MODEL_SERVER_URL = "http://localhost:5000"

# Client Settings
SESSION_DIR = "sessions"
CHECKPOINTS_DIR = "checkpoints"
MODEL_CACHE_DIR = "model_cache"

# Resource Management
MAX_TASKS = 3
PING_INTERVAL = 15
CONNECTION_TIMEOUT = 30

# Training Settings
DEFAULT_BATCH_SIZE = 32
DEFAULT_NUM_WORKERS = 4

Client Components

1. Resource Manager

Monitors and manages system resources:

class ResourceManager:
    def __init__(self):
        self.resources = self.get_system_resources()
        self.allocated_resources = {}

    def get_system_resources(self) -> Dict:
        return {
            'cpu': {
                'cores': psutil.cpu_count(),
                'usage': psutil.cpu_percent(),
                'frequency': psutil.cpu_freq().current
            },
            'ram': {
                'total': psutil.virtual_memory().total,
                'available': psutil.virtual_memory().available
            },
            'gpus': self.get_gpu_info()
        }

2. Training Manager

Handles model training operations:

class TrainingManager:
    def __init__(self, config: TrainingConfig):
        self.config = config
        self.model = None
        self.optimizer = None
        self.checkpoint_manager = CheckpointManager()

    async def train(
        self, 
        task_id: str, 
        model_code: str, 
        train_data: Dict,
        resume_from: Optional[str] = None
    ) -> Dict:
        # Training implementation

3. Model Loader

Manages model code caching and loading:

class ModelLoader:
    def __init__(self, cache_dir: str = ".model_cache"):
        self.cache_dir = Path(cache_dir)
        self.cache_dir.mkdir(exist_ok=True)

    def load_model(self, model_url: str, version: str) -> str:
        # Model loading implementation

Client Operation Flow

1. Startup and Registration

async def start(self):
    """Start client operations"""
    try:
        # Initialize components
        self.system_info = self.get_system_info()
        await self.connect()
        
        # Start background tasks
        self.background_tasks.extend([
            asyncio.create_task(self.process_message_queue()),
            asyncio.create_task(self.monitor_connection())
        ])
        
        # Main operation loop
        while not self.should_stop:
            await self.handle_tasks()
            
    except Exception as e:
        logger.error(f"Client operation error: {e}")
    finally:
        await self.cleanup()

2. Task Handling

async def handle_task(self, task: Dict):
    """Process received task"""
    try:
        # Resource check
        requirements = ResourceRequirements(**task['requirements'])
        if not self.resource_manager.check_requirements(requirements):
            raise RuntimeError("Insufficient resources")

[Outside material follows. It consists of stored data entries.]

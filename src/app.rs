use axum::{
    Json, Router,
    extract::{Multipart, State},
    http::{StatusCode, header},
    response::{Html, IntoResponse, Response},
    routing::{get, post},
};
use serde::Deserialize;
use std::net::SocketAddr;
use std::sync::{Arc, Mutex};
use tokio::net::TcpListener;
use tower_http::cors::CorsLayer;

use crate::chat::{self, AnalysisListener, ConversationLog, Message};
use crate::downloader;
use crate::gemini::{GeminiClient, GeminiConfig};
use crate::loader;
use crate::table::DataTable;

pub struct AppState {
    session: Mutex<Session>,
    backend: GeminiClient,
    on_analysis: Option<AnalysisListener>,
}

#[derive(Default)]
struct Session {
    table: Option<DataTable>,
    source_name: Option<String>,
    log: ConversationLog,
}

#[derive(Deserialize)]
struct HeadersUpdate {
    headers: Vec<String>,
}

#[derive(Deserialize)]
struct ChatRequest {
    query: String,
}

/// Start the server on `addr`.
///
/// The Gemini configuration and the optional analysis listener are supplied
/// by the caller; handlers reach them through the shared state only.
pub async fn run(
    config: GeminiConfig,
    addr: SocketAddr,
    on_analysis: Option<AnalysisListener>,
) -> Result<(), Box<dyn std::error::Error>> {
    let app_state = Arc::new(AppState {
        session: Mutex::new(Session::default()),
        backend: GeminiClient::new(config),
        on_analysis,
    });

    let app = router(app_state);

    let listener = TcpListener::bind(addr).await?;
    log::info!("Listening on http://{}", addr);
    axum::serve(listener, app).await?;

    Ok(())
}

fn router(state: Arc<AppState>) -> Router {
    Router::new()
        .route("/", get(serve_index))
        .route("/api/upload", post(upload_file))
        .route("/api/table", get(get_table))
        .route("/api/headers", post(update_headers))
        .route("/api/messages", get(get_messages))
        .route("/api/chat", post(post_chat))
        .route("/api/export", get(export_csv))
        .layer(CorsLayer::permissive())
        .with_state(state)
}

async fn serve_index() -> Html<&'static str> {
    Html(include_str!("./static/index.html"))
}

async fn upload_file(
    State(state): State<Arc<AppState>>,
    mut multipart: Multipart,
) -> impl IntoResponse {
    let mut file_data = Vec::new();
    let mut file_name = String::new();

    while let Some(field) = multipart.next_field().await.unwrap_or(None) {
        if field.name() == Some("file") {
            file_name = field.file_name().unwrap_or("upload").to_string();
            file_data = field.bytes().await.unwrap_or_default().to_vec();
        }
    }

    if file_data.is_empty() {
        return error_response(StatusCode::BAD_REQUEST, "No file data received");
    }

    match loader::from_bytes(&file_data, &file_name) {
        Ok(table) => {
            let mut session = state.session.lock().unwrap();
            let response = Json(serde_json::json!({
                "status": "ok",
                "file_name": file_name,
                "headers": table.headers(),
                "row_count": table.row_count(),
                "column_count": table.column_count(),
            }))
            .into_response();

            session.table = Some(table);
            session.source_name = Some(file_name);
            response
        }
        // Upload state is untouched on failure; the previous table stays.
        Err(e) => error_response(StatusCode::BAD_REQUEST, &e.to_string()),
    }
}

async fn get_table(State(state): State<Arc<AppState>>) -> impl IntoResponse {
    let session = state.session.lock().unwrap();

    match &session.table {
        Some(table) => Json(serde_json::json!({
            "file_name": session.source_name,
            "headers": table.headers(),
            "rows": table.records(),
            "row_count": table.row_count(),
            "column_count": table.column_count(),
        })),
        None => Json(serde_json::json!({
            "file_name": null,
            "headers": [],
            "rows": [],
            "row_count": 0,
            "column_count": 0,
        })),
    }
}

async fn update_headers(
    State(state): State<Arc<AppState>>,
    Json(payload): Json<HeadersUpdate>,
) -> impl IntoResponse {
    let mut session = state.session.lock().unwrap();

    match &mut session.table {
        Some(table) => {
            table.rename_headers(&payload.headers);
            Json(serde_json::json!({
                "status": "ok",
                "headers": table.headers(),
            }))
            .into_response()
        }
        None => error_response(StatusCode::NOT_FOUND, "No spreadsheet has been uploaded"),
    }
}

async fn get_messages(State(state): State<Arc<AppState>>) -> impl IntoResponse {
    let session = state.session.lock().unwrap();
    Json(serde_json::json!({ "messages": session.log.messages() }))
}

async fn post_chat(
    State(state): State<Arc<AppState>>,
    Json(payload): Json<ChatRequest>,
) -> impl IntoResponse {
    let query = payload.query.trim().to_string();
    if query.is_empty() {
        return error_response(StatusCode::BAD_REQUEST, "Query must not be empty");
    }

    // Snapshot the table and record the user message without holding the
    // lock across the outbound call.
    let (snapshot, user_message) = {
        let mut session = state.session.lock().unwrap();
        let table = match &session.table {
            Some(table) if !table.is_empty() => table.clone(),
            _ => {
                return error_response(
                    StatusCode::BAD_REQUEST,
                    "Please upload a spreadsheet file to begin analysis",
                );
            }
        };
        let message = Message::user(query.clone());
        session.log.push(message.clone());
        (table, message)
    };

    let assistant = chat::dispatch(&state.backend, &snapshot, &query).await;

    if let (Some(listener), Some(calculation)) = (&state.on_analysis, &assistant.calculation) {
        listener(&query, calculation);
    }

    let mut session = state.session.lock().unwrap();
    session.log.push(assistant.clone());

    Json(serde_json::json!({
        "status": "ok",
        "messages": [user_message, assistant],
    }))
    .into_response()
}

async fn export_csv(State(state): State<Arc<AppState>>) -> impl IntoResponse {
    let session = state.session.lock().unwrap();

    let Some(table) = &session.table else {
        return error_response(StatusCode::NOT_FOUND, "No spreadsheet has been uploaded");
    };

    let csv = downloader::to_csv(table);
    let filename =
        downloader::export_filename(session.source_name.as_deref().unwrap_or("table"));

    Response::builder()
        .status(StatusCode::OK)
        .header(header::CONTENT_TYPE, "text/csv")
        .header(
            header::CONTENT_DISPOSITION,
            format!("attachment; filename=\"{}\"", filename),
        )
        .body(axum::body::Body::from(csv))
        .unwrap()
}

fn error_response(status: StatusCode, message: &str) -> Response {
    (
        status,
        Json(serde_json::json!({
            "status": "error",
            "message": message,
        })),
    )
        .into_response()
}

        # Resource allocation
        resources = self.resource_manager.allocate_resources(requirements)

        try:
            # Training setup
            config = task['config']
            training_config = TrainingConfig(
                device=f"cuda:{resources['gpu_id']}" if resources['gpu_id'] is not None else "cpu",
                **config
            )

            # Execute training
            result = await self.execute_training(task['id'], training_config)
            return result

        finally:
            # Release resources
            self.resource_manager.release_resources(resources)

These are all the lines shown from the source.